Record set —
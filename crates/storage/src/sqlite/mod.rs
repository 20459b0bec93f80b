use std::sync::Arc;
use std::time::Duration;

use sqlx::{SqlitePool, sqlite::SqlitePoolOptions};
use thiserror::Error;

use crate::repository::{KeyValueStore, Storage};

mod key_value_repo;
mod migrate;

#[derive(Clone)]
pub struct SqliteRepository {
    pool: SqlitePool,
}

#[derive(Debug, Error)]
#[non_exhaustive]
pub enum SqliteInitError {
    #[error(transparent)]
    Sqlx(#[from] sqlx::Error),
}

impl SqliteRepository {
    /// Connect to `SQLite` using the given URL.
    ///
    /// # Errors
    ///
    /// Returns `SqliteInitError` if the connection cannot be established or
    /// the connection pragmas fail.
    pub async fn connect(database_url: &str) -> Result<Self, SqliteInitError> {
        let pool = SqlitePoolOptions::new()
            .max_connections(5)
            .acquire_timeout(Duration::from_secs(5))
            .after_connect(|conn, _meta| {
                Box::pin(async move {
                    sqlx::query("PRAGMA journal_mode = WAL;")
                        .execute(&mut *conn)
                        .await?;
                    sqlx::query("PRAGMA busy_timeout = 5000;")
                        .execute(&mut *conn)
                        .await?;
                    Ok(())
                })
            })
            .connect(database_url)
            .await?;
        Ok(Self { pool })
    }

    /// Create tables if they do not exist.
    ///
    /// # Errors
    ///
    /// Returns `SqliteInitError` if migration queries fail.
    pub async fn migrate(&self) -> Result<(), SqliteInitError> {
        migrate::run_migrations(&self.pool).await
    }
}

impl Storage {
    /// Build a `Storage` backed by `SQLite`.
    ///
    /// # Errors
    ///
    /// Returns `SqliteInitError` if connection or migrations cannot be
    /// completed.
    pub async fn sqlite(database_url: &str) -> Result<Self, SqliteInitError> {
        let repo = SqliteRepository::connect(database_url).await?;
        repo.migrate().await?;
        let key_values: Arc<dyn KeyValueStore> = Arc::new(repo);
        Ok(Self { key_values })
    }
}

--

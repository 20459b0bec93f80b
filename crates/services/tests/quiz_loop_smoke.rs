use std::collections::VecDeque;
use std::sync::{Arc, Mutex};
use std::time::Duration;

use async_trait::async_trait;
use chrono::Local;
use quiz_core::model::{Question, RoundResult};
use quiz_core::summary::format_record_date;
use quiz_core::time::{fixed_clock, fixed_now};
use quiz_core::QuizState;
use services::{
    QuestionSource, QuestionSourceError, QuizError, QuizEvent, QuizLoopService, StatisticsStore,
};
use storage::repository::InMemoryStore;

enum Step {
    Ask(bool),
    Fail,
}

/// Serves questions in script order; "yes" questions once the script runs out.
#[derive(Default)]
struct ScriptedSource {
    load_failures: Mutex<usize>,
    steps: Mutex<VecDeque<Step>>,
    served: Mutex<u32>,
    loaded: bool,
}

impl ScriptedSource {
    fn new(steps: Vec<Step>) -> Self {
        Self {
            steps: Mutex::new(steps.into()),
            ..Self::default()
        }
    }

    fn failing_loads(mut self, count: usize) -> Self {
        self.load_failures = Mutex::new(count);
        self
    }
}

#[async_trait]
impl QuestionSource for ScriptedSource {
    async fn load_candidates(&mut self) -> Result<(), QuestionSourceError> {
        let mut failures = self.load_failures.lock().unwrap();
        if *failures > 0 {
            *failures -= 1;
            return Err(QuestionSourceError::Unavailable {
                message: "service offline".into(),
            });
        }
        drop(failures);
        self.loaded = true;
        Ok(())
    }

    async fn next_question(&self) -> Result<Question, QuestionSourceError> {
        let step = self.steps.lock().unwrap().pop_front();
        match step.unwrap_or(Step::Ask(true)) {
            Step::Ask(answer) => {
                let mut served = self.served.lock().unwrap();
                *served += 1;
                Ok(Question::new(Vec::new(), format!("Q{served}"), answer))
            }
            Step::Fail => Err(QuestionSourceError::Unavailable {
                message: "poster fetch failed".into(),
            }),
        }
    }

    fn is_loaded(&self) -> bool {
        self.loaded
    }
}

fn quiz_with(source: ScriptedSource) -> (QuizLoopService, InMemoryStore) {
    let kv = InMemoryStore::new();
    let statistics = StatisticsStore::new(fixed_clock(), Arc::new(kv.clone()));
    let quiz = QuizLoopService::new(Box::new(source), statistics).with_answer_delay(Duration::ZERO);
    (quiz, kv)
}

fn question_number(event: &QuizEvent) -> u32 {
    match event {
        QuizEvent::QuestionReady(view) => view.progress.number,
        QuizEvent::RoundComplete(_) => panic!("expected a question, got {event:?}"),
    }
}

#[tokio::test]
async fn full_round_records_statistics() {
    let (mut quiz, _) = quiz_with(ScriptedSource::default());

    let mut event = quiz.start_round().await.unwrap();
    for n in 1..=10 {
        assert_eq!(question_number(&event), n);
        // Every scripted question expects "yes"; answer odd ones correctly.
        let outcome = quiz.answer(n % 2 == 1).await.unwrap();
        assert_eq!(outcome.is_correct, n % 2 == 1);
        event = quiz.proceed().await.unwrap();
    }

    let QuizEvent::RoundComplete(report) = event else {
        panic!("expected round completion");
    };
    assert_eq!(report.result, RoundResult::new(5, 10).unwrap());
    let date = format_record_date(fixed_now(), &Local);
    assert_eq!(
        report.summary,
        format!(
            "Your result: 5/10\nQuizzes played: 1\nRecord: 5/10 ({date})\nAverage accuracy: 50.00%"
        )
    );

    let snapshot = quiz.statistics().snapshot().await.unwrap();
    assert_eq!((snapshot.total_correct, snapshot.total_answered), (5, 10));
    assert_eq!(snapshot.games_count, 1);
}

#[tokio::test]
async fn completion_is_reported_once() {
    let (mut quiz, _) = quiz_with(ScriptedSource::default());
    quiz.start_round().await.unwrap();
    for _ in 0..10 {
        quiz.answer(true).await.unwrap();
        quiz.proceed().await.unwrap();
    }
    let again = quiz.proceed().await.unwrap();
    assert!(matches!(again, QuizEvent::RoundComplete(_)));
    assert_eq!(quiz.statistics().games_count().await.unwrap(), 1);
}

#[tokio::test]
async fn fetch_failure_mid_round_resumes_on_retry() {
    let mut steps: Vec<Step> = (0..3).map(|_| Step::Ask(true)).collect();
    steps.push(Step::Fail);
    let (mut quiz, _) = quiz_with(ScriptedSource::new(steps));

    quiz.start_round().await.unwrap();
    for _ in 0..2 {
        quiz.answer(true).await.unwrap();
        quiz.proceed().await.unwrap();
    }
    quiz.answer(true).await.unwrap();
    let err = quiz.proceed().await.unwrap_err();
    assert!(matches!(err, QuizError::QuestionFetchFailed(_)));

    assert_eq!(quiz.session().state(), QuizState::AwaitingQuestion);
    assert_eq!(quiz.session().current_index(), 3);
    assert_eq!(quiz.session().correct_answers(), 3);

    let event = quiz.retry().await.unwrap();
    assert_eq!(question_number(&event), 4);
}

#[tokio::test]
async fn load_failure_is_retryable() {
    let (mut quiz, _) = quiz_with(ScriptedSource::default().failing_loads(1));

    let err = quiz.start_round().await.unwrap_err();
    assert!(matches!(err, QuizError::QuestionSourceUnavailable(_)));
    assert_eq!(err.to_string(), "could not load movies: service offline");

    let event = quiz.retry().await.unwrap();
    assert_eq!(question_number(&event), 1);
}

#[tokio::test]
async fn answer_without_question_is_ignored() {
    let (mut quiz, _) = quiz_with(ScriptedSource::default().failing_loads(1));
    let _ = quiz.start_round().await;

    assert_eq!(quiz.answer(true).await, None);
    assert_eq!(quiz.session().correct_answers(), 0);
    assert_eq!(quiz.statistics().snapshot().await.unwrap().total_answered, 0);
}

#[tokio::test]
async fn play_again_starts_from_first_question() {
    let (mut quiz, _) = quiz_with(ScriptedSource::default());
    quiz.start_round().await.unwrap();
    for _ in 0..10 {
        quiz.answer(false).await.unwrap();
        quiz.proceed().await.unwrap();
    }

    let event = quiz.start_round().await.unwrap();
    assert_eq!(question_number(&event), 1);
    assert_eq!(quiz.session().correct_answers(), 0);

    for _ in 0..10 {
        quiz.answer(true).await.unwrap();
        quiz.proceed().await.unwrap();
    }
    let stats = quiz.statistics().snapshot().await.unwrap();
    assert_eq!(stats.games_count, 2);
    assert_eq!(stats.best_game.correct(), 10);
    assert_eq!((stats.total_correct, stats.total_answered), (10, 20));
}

--

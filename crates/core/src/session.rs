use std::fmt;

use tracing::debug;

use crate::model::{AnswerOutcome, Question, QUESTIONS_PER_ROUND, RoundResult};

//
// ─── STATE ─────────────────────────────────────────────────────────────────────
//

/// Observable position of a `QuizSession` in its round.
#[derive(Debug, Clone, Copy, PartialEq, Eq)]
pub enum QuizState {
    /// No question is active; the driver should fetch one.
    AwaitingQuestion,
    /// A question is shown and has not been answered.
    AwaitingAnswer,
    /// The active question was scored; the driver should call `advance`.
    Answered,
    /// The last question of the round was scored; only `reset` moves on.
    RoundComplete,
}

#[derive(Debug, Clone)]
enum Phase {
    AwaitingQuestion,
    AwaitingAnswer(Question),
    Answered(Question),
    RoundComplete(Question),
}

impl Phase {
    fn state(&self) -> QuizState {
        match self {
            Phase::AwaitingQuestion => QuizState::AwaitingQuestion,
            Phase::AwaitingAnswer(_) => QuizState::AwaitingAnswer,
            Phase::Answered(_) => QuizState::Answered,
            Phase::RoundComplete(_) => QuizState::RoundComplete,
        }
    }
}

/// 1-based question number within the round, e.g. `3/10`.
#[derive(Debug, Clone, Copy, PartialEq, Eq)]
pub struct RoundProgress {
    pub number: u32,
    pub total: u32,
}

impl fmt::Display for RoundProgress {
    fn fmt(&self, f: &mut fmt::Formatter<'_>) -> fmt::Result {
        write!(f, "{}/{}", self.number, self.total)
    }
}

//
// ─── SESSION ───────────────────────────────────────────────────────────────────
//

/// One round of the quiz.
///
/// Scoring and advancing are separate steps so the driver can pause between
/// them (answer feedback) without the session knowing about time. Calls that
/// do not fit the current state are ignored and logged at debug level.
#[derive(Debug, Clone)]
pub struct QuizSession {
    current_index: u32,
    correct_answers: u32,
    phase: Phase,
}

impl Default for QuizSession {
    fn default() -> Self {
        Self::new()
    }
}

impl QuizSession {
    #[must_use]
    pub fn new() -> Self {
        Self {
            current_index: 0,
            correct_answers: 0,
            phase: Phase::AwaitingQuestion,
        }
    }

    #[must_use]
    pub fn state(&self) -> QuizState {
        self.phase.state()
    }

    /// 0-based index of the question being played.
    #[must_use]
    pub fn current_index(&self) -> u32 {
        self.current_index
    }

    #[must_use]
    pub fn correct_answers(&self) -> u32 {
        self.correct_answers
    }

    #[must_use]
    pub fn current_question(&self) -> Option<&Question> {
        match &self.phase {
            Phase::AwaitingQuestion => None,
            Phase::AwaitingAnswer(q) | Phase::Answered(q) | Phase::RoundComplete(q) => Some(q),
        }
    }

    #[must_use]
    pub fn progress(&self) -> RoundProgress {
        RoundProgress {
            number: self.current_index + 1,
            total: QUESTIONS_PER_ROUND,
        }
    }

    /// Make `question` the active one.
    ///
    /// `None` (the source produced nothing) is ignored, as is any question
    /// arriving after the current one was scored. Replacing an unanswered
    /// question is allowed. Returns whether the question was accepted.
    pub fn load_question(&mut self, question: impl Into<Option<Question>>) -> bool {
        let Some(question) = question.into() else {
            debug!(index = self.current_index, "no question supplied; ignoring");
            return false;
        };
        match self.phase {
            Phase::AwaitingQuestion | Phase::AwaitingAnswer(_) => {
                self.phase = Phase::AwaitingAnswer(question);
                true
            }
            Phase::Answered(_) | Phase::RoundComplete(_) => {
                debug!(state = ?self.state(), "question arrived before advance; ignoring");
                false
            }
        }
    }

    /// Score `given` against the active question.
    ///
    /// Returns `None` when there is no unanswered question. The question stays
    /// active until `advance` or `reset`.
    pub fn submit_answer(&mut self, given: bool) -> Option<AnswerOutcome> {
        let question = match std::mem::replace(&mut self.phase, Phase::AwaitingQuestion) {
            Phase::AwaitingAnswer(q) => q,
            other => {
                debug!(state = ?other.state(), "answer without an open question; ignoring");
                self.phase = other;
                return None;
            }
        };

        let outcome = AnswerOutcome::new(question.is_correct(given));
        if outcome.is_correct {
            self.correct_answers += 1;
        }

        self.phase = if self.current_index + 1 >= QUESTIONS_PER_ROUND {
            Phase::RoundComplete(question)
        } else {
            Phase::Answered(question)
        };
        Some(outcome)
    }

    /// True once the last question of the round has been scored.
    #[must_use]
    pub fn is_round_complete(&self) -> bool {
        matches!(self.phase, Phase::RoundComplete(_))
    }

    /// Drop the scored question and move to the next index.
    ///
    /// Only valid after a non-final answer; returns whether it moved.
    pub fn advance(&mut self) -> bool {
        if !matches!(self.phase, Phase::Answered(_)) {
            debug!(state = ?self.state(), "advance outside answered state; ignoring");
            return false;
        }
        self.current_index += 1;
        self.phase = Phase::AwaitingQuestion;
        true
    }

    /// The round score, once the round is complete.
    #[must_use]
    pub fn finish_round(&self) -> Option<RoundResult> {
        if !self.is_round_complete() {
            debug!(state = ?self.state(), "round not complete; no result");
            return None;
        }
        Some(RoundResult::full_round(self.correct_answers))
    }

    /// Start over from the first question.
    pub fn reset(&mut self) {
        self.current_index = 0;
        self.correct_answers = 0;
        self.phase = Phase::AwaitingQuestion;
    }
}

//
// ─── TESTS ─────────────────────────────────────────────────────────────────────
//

What you should do — Please copy the lines in the records above between the one holding "filename crates/storage/src/sqlite/mod.rs" and the one holding "pub struct SqliteRepository", inclusive, exactly and with no other line.

Task output —
filename crates/storage/src/sqlite/mod.rs
repository 20459b0bec93f80b
use std::sync::Arc;
use std::time::Duration;

use sqlx::{SqlitePool, sqlite::SqlitePoolOptions};
use thiserror::Error;

use crate::repository::{KeyValueStore, Storage};

mod key_value_repo;
mod migrate;

#[derive(Clone)]
pub struct SqliteRepository {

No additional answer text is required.